A glyph ran the archway's length, and Twilight wished, not for the first time, that she had Asson beside her. The old man's tranquility and magic would have been useful, as would his understanding of Netherese.

She tapped the earring she wore. If the words were spoken, she would understand them. Slip's detection spell had set off the other warding, but Twilight did not…

Then an idea struck her.

She hated calling on her other powers, but sometimes blind curiosity got in the way of good grudges. Mouthing his name, she invoked a prayer he had taught her. It was not for detecting magic-thanks to Erevan's kiss, she saw mystic emanations as she wished-but rather a spell for locating a missing item. In this case, she chose the archway. Though she knew exactly where it was, casting any spell upon it should…

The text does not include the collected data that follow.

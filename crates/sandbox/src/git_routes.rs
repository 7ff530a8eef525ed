//! `/api/git/checkout`.

use axum::{Json, extract::State};

use {
    warden_git::CheckoutOpts,
    warden_protocol::{GitCheckoutPayload, GitCheckoutRequest, OkEnvelope},
};

use crate::{error::ApiResult, ok, state::AppState};

pub async fn checkout(
    State(state): State<AppState>,
    Json(req): Json<GitCheckoutRequest>,
) -> ApiResult<Json<OkEnvelope<GitCheckoutPayload>>> {
    let opts = CheckoutOpts {
        branch: req.branch.clone(),
        target_dir: req.target_dir.clone(),
        depth: req.depth,
    };
    let outcome = state.git.checkout(&req.repo_url, &opts).await?;
    Ok(ok(GitCheckoutPayload {
        repo_url: warden_common::redact_url_credentials(&req.repo_url),
        branch: outcome.branch,
        target_dir: outcome.target_dir.display().to_string(),
        stdout: outcome.stdout,
        stderr: outcome.stderr,
        exit_code: outcome.exit_code,
    }))
}
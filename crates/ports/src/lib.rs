//! Exposed-port registry and TCP readiness watching.
//!
//! A registry record `(port, token)` is the sole capability for reaching a
//! user port through the edge. Records persist across control-plane restarts
//! via the sandbox KV store.

pub mod registry;
pub mod watch;

pub use registry::{PortError, PortRegistry};
pub use watch::watch_port;
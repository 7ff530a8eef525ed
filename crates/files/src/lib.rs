//! Filesystem operations for the sandbox control plane.
//!
//! Every externally supplied path passes through one shared [`PathPolicy`]
//! before it touches the filesystem; the operations themselves are thin
//! `tokio::fs` wrappers that classify errors into the wire taxonomy.

pub mod error;
pub mod ops;
pub mod policy;

pub use {
    error::FileError,
    ops::{FileOps, StreamedRead},
    policy::PathPolicy,
};
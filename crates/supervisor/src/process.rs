//! Background-process supervision.
//!
//! The supervisor owns the process table. All table mutations happen under a
//! single mutex; log readers copy out buffer handles and never touch the
//! lock while streaming. Each child gets its own process group, pump tasks
//! feeding the ring buffers, and a reaper task that records the terminal
//! status exactly once.

use std::{
    collections::HashMap,
    sync::{Arc, Mutex},
    time::Duration,
};

use {
    chrono::{DateTime, Utc},
    futures::Stream,
    tokio::sync::watch,
    tokio_util::sync::CancellationToken,
    tracing::{debug, info, warn},
};

use warden_protocol::{
    Encoding, LogOffsets, ProcessInfo, ProcessLogsPayload, ProcessStatus, StreamEvent,
};

use crate::{
    error::{Result, SupervisorError},
    exec::{self, ExecOpts},
    ring::LogBuffer,
    signal,
    stream::{ExitInfo, StreamSource, classify_exit, decode_chunk, stream_events},
};

/// Supervisor tuning knobs.
#[derive(Debug, Clone, Copy)]
pub struct SupervisorConfig {
    /// Ring capacity per stream (stdout and stderr each).
    pub log_buffer_bytes: usize,
    /// Cap on tracked processes, running and retained alike.
    pub max_processes: usize,
    /// SIGTERM → SIGKILL escalation window.
    pub kill_grace: Duration,
    /// Retention window after terminal status for `auto_cleanup` processes.
    pub cleanup_grace: Duration,
}

impl Default for SupervisorConfig {
    fn default() -> Self {
        Self {
            log_buffer_bytes: 1024 * 1024,
            max_processes: 256,
            kill_grace: Duration::from_secs(5),
            cleanup_grace: Duration::from_secs(30),
        }
    }
}

/// Everything needed to start a background process.
#[derive(Debug, Clone, Default)]
pub struct StartSpec {
    pub command: String,
    /// Client-supplied id; generated when absent.
    pub process_id: Option<String>,
    pub session_id: Option<String>,
    pub env: Vec<(String, String)>,
    pub cwd: Option<std::path::PathBuf>,
    pub encoding: Encoding,
    pub timeout: Option<Duration>,
    pub auto_cleanup: bool,
}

Sure enough, a sibilant voice, speaking in an odd tongue, came to her ears, and she understood every word.

"The taint of evil kept without, the power safe within," the ward said.

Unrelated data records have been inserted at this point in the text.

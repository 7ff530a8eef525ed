//! The bridge: an optional Bearer-authenticated front door.
//!
//! Routes `/{sandboxName}/{rest...}` to that sandbox's control plane. The
//! Bearer key is the only authentication layer in the system; everything
//! behind it trusts the proxy boundary. CORS is wide open so browser-based
//! tooling can drive sandboxes directly.

use std::sync::Arc;

use {
    axum::{
        Json, Router,
        extract::{Request, State},
        http::{HeaderMap, HeaderName, HeaderValue, Method, StatusCode, header},
        middleware::{self, Next},
        response::{IntoResponse, Response},
    },
    secrecy::{ExposeSecret, Secret},
    tower_http::cors::{Any, CorsLayer},
    tracing::{info, warn},
};

use {
    warden_common::security::sanitize_sandbox_id,
    warden_edge::SandboxResolver,
    warden_protocol::{
        CONTROL_PLANE_PORT, ErrorEnvelope, PROXY_PORT_HEADER, SANDBOX_NAME_HEADER, error_codes,
    },
    warden_proxy::ProxyClient,
};

pub struct Bridge {
    api_key: Secret<String>,
    resolver: Arc<dyn SandboxResolver>,
    proxy: ProxyClient,
}

#[derive(Clone)]
pub struct BridgeState(Arc<Bridge>);

impl Bridge {
    pub fn new(api_key: impl Into<String>, resolver: Arc<dyn SandboxResolver>) -> Arc<Self> {
        Arc::new(Self {
            api_key: Secret::new(api_key.into()),
            resolver,
            proxy: ProxyClient::new(),
        })
    }

    fn authorized(&self, headers: &HeaderMap) -> bool {
        let Some(value) = headers
            .get(header::AUTHORIZATION)
            .and_then(|v| v.to_str().ok())
        else {
            return false;
        };
        match value.strip_prefix("Bearer ") {
            Some(token) => !token.is_empty() && token == self.api_key.expose_secret(),
            None => false,
        }
    }
}

fn unauthorized() -> Response {
    let body = ErrorEnvelope::new(error_codes::UNAUTHORIZED, "missing or invalid bearer token");
    let mut response = (StatusCode::UNAUTHORIZED, Json(body)).into_response();
    response.headers_mut().insert(
        header::WWW_AUTHENTICATE,
        HeaderValue::from_static("Bearer"),
    );
    response
}

async fn auth_gate(State(state): State<BridgeState>, req: Request, next: Next) -> Response {
    // Preflights carry no credentials; CORS answers them.
    if req.method() == Method::OPTIONS {
        return next.run(req).await;
    }
    if !state.0.authorized(req.headers()) {
        warn!(path = req.uri().path(), "bridge auth failed");
        return unauthorized();
    }
    next.run(req).await
}

async fn route(State(state): State<BridgeState>, req: Request) -> Response {
    let path = req.uri().path().trim_start_matches('/');
    let (name, rest) = match path.split_once('/') {
        Some((name, rest)) => (name, format!("/{rest}")),
        None => (path, "/".to_string()),
    };
    if name.is_empty() || sanitize_sandbox_id(name).is_err() {
        let body = ErrorEnvelope::new(error_codes::NOT_FOUND, "unknown sandbox");
        return (StatusCode::NOT_FOUND, Json(body)).into_response();
    }

    let origin = match state.0.resolver.resolve(name).await {
        Ok(Some(origin)) => origin,
        Ok(None) => {
            let body = ErrorEnvelope::new(error_codes::NOT_FOUND, "unknown sandbox");
            return (StatusCode::NOT_FOUND, Json(body)).into_response();
        },
        Err(e) => {
            warn!(error = %e, "bridge resolver failed");
            let body = ErrorEnvelope::new(error_codes::INTERNAL_ERROR, "internal error");
            return (StatusCode::INTERNAL_SERVER_ERROR, Json(body)).into_response();
        },
    };

    let forward_path = match req.uri().query() {
        Some(query) => format!("{rest}?{query}"),
        None => rest,
    };
    let url = format!(
        "{}{}",
        origin.as_str().trim_end_matches('/'),
        forward_path
    );

    let mut extra = HeaderMap::new();
    if let Ok(value) = HeaderValue::from_str(name) {
        extra.insert(HeaderName::from_static(SANDBOX_NAME_HEADER), value);
    }
    // Bridge traffic always targets the control plane, never user ports.
    extra.insert(
        HeaderName::from_static(PROXY_PORT_HEADER),
        HeaderValue::from(CONTROL_PLANE_PORT),
    );
    state.0.proxy.forward_to(&url, extra, req).await
}

/// Preflights answer 204.
async fn preflight_no_content(req: Request, next: Next) -> Response {
    let is_options = req.method() == Method::OPTIONS;
    let mut resp = next.run(req).await;
    if is_options && resp.status() == StatusCode::OK {
        *resp.status_mut() = StatusCode::NO_CONTENT;
    }
    resp
}

pub fn bridge_app(bridge: Arc<Bridge>) -> Router {
    let state = BridgeState(bridge);
    Router::new()
        .fallback(route)
        .layer(middleware::from_fn_with_state(state.clone(), auth_gate))
        .layer(
            CorsLayer::new()
                .allow_origin(Any)
                .allow_methods([
                    Method::GET,
                    Method::POST,
                    Method::PUT,
                    Method::DELETE,
                    Method::OPTIONS,
                ])
                .allow_headers([header::CONTENT_TYPE, header::AUTHORIZATION]),
        )
        .layer(middleware::from_fn(preflight_no_content))
        .with_state(state)
}

/// Bind and serve the bridge.
pub async fn serve(cfg: warden_config::BridgeConfig, origin_template: String) -> anyhow::Result<()> {
    if cfg.api_key.is_empty() {
        anyhow::bail!("bridge requires an api key (set [bridge].api_key or WARDEN_API_KEY)");
    }
    let resolver = Arc::new(warden_edge::TemplateResolver::new(origin_template));
    let bridge = Bridge::new(cfg.api_key.clone(), resolver);
    let listener = tokio::net::TcpListener::bind((cfg.bind.as_str(), cfg.port)).await?;
    info!(addr = %listener.local_addr()?, "bridge listening");
    axum::serve(listener, bridge_app(bridge)).await?;
    Ok(())
}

"Ah," said Twilight. "Helpful."

Just then, a horde burst into the chamber, screams of rage on their lips.

No choice, Twilight decided, and threw herself through the archway, hoping by Beshaba's bodice that her instincts told her true.

Sure enough, nothing happened to her, but such was not the case for a few unfortunate lizards.

Green and blue fire arced from the runes along the archway, tearing into fiendish lizards, searing flesh apart and blackening bones. The creatures put up pitiful wails, cut short by the furious wards that cut them to pieces with flame. The wards killed six before the remaining seven fiendish lizards panicked and trampled over one another in their haste to get away.

Twilight would have stood laughing but for the unpleasant odor of the destroyed lizards lying in a heap at her feet. Then she turned and strode though another archway, this one plain, and stopped dead, staring.

"Sand," she cursed.

As Twilight had promised, the four found no ambush awaiting them through the south door. This tunnel was of different design than the twisting, turning sewers. Rather, it was straight, two paces wide and thirty hands high, and rose gradually. Gargan led the way, with Liet and Davoren trailing at a few paces, and Slip taking the rear.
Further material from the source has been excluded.